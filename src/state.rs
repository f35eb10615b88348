use std::sync::Arc;
use tokio::sync::{RwLock, broadcast};

use crate::clients::embedding::EmbeddingClient;
use crate::config::Config;
use crate::db::Store;
use crate::domain::events::WallEvent;
use crate::services::{
    AuthService, BadWordService, ConfessionService, SeaOrmAuthService, SeaOrmBadWordService,
    SeaOrmConfessionService, SeaOrmUserAdminService, UserAdminService,
};

#[derive(Clone)]
pub struct SharedState {
    pub config: Arc<RwLock<Config>>,

    pub store: Store,

    pub embedding: Option<Arc<EmbeddingClient>>,

    pub confession_service: Arc<dyn ConfessionService>,

    pub auth_service: Arc<dyn AuthService>,

    pub user_service: Arc<dyn UserAdminService>,

    pub bad_word_service: Arc<dyn BadWordService>,

    pub event_bus: broadcast::Sender<WallEvent>,
}

impl SharedState {
    pub async fn new(config: Config) -> anyhow::Result<Self> {
        let (event_bus, _) = broadcast::channel(config.general.event_bus_buffer_size);
        Self::with_event_bus(config, event_bus).await
    }

    pub async fn with_event_bus(
        config: Config,
        event_bus: broadcast::Sender<WallEvent>,
    ) -> anyhow::Result<Self> {
        let store = Store::with_pool_options(
            &config.general.database_path,
            config.general.max_db_connections,
            config.general.min_db_connections,
        )
        .await?;

        let embedding = if config.embedding.enabled {
            Some(Arc::new(EmbeddingClient::new(&config.embedding)?))
        } else {
            None
        };

        let config_arc = Arc::new(RwLock::new(config));

        let confession_service = Arc::new(SeaOrmConfessionService::new(
            store.clone(),
            embedding.clone(),
            config_arc.clone(),
            event_bus.clone(),
        )) as Arc<dyn ConfessionService>;

        let auth_service = Arc::new(SeaOrmAuthService::new(store.clone(), config_arc.clone()))
            as Arc<dyn AuthService>;

        let user_service =
            Arc::new(SeaOrmUserAdminService::new(store.clone())) as Arc<dyn UserAdminService>;

        let bad_word_service =
            Arc::new(SeaOrmBadWordService::new(store.clone())) as Arc<dyn BadWordService>;

        Ok(Self {
            config: config_arc,
            store,
            embedding,
            confession_service,
            auth_service,
            user_service,
            bad_word_service,
            event_bus,
        })
    }

    pub async fn config(&self) -> Config {
        self.config.read().await.clone()
    }
}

⁂

:: Task to carry out ::
Select and copy every line of the listing with the word "UserAdminService".

:: Exercise result ::
    SeaOrmConfessionService, SeaOrmUserAdminService, UserAdminService,
    pub user_service: Arc<dyn UserAdminService>,
            Arc::new(SeaOrmUserAdminService::new(store.clone())) as Arc<dyn UserAdminService>;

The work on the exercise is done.